→ **Records to process**
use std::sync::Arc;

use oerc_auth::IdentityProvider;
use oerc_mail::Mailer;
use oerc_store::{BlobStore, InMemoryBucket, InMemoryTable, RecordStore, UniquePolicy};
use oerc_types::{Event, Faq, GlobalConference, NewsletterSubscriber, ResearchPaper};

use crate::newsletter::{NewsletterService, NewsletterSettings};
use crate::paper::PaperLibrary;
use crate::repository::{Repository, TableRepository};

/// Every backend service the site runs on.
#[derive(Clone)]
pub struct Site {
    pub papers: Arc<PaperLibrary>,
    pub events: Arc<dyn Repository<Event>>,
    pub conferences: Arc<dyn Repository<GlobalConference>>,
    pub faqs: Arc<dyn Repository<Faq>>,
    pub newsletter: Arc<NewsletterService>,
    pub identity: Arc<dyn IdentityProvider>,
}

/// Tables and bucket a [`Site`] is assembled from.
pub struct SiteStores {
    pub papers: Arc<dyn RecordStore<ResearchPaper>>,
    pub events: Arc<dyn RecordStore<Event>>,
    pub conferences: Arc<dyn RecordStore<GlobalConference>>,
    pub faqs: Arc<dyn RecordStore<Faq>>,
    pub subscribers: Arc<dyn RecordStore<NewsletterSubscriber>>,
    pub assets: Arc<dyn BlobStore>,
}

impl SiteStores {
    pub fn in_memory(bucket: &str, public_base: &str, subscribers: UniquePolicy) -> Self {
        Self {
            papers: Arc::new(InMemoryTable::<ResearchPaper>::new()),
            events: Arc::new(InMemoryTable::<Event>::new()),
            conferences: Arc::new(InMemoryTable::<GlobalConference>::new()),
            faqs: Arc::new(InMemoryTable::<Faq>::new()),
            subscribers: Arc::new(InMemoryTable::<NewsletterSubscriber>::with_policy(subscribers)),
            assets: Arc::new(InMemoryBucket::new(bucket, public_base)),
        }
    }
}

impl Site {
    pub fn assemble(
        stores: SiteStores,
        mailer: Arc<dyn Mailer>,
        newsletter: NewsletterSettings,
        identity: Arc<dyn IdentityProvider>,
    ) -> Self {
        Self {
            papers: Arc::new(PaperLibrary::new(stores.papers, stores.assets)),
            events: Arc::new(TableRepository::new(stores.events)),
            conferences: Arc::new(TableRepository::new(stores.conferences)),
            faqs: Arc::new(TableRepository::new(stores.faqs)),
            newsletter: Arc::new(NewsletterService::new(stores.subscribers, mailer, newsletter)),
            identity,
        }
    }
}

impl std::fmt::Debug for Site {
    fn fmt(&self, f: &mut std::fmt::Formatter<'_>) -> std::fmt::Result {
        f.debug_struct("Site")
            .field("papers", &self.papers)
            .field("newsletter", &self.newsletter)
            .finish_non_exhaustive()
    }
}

→ **What needs to be done**
Take from the material above every line that includes the word "assets".

→ **Task solution**
    pub assets: Arc<dyn BlobStore>,
            assets: Arc::new(InMemoryBucket::new(bucket, public_base)),
            papers: Arc::new(PaperLibrary::new(stores.papers, stores.assets)),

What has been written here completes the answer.